__Problem requirements__
This exercise calls for a copy of every line in the listing below that carries the word "cleanup".

__Extracted records__
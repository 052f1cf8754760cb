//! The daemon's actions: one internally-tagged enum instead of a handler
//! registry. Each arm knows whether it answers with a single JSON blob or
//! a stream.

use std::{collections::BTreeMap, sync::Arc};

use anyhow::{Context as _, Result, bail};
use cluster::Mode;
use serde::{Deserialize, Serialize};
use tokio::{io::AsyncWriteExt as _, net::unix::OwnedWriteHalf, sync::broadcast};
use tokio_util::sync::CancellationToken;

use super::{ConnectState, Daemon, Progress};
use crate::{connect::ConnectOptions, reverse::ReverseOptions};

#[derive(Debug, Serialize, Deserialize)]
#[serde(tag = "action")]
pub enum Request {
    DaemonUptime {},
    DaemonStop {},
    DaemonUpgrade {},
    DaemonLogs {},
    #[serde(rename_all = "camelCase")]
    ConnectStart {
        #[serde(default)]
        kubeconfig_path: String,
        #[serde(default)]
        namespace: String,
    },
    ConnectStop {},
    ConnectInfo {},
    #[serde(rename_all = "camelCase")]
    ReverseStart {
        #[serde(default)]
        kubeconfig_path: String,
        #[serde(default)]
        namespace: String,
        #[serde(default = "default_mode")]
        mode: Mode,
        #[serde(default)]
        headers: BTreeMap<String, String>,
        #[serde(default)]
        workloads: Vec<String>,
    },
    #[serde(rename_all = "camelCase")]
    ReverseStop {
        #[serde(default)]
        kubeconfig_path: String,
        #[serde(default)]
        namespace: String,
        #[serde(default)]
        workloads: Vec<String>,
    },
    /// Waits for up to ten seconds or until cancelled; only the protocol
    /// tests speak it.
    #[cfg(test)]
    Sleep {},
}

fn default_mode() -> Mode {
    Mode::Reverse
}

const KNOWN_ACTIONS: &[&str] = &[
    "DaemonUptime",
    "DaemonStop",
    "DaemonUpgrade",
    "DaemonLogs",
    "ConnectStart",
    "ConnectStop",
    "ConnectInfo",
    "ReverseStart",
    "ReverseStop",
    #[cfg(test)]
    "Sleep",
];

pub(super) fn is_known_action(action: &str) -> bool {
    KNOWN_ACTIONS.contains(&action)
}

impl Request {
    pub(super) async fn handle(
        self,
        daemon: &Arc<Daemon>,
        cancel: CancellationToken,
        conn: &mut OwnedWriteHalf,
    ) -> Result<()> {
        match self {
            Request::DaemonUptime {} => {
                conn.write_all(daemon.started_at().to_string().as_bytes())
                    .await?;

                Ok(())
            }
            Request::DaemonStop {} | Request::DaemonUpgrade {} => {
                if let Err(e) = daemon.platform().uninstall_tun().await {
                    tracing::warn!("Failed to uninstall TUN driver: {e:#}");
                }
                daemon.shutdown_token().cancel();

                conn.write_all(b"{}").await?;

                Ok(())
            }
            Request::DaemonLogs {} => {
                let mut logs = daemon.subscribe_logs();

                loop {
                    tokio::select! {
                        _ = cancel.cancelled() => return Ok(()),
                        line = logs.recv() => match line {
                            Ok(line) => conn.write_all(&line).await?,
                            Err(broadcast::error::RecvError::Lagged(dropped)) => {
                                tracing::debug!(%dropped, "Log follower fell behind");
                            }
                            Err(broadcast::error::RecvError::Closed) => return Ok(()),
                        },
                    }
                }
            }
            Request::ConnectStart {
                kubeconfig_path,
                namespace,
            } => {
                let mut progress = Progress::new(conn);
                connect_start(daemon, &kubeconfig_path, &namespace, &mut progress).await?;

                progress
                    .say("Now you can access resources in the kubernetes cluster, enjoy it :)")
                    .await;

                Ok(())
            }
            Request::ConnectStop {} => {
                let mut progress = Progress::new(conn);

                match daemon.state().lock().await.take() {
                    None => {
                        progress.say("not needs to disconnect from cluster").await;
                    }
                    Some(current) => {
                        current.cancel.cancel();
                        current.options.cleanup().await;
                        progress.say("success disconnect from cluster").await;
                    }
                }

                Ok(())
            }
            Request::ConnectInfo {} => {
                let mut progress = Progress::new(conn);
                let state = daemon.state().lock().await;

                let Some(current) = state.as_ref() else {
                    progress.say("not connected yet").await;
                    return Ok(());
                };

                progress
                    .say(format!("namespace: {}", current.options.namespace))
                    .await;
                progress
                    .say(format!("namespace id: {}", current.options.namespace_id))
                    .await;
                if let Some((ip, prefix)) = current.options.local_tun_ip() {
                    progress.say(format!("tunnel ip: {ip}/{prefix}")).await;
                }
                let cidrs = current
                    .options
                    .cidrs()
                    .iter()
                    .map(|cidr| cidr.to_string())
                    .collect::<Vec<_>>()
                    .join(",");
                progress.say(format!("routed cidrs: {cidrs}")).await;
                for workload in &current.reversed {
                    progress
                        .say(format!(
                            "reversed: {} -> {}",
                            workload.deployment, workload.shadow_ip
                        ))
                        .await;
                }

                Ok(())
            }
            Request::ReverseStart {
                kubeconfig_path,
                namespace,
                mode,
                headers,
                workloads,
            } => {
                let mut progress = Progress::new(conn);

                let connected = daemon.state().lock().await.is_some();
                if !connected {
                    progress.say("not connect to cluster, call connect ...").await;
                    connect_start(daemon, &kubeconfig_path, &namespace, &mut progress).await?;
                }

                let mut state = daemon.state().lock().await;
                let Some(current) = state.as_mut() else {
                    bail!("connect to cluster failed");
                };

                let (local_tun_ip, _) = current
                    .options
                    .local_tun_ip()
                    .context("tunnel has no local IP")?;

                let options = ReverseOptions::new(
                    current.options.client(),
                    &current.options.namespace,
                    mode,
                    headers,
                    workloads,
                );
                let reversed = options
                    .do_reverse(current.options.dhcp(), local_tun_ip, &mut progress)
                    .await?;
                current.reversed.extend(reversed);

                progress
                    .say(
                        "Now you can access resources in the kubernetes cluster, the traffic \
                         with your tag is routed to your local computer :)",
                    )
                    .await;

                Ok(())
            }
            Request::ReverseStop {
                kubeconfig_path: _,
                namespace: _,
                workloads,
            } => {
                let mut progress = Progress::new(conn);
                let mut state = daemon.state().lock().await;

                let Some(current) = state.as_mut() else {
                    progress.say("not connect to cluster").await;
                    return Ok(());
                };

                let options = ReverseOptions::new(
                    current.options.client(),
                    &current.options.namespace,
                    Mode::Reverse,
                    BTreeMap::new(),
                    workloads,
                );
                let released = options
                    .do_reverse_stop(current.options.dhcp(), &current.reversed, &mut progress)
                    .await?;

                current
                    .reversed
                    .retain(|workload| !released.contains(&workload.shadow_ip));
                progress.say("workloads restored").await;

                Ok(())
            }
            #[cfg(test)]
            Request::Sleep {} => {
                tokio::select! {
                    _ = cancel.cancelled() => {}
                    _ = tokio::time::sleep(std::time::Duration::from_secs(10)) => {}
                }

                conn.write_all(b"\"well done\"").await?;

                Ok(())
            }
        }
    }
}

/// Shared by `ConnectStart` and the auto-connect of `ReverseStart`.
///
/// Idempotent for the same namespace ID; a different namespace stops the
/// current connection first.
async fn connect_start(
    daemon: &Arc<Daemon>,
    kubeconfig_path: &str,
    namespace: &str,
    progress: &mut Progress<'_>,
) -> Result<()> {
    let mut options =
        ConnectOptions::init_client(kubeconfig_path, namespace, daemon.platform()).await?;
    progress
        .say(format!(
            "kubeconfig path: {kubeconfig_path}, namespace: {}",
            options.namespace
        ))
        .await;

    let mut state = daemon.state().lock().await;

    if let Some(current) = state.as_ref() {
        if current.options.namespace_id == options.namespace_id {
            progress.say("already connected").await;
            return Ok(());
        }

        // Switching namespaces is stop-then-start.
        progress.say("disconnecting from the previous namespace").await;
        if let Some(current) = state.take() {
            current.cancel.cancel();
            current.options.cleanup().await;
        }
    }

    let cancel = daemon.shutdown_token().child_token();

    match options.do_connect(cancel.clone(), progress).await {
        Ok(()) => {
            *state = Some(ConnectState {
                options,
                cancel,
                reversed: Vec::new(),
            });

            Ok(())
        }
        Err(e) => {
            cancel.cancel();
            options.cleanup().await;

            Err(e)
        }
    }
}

__Answer to this exercise__
                        current.options.cleanup().await;
            current.options.cleanup().await;
            options.cleanup().await;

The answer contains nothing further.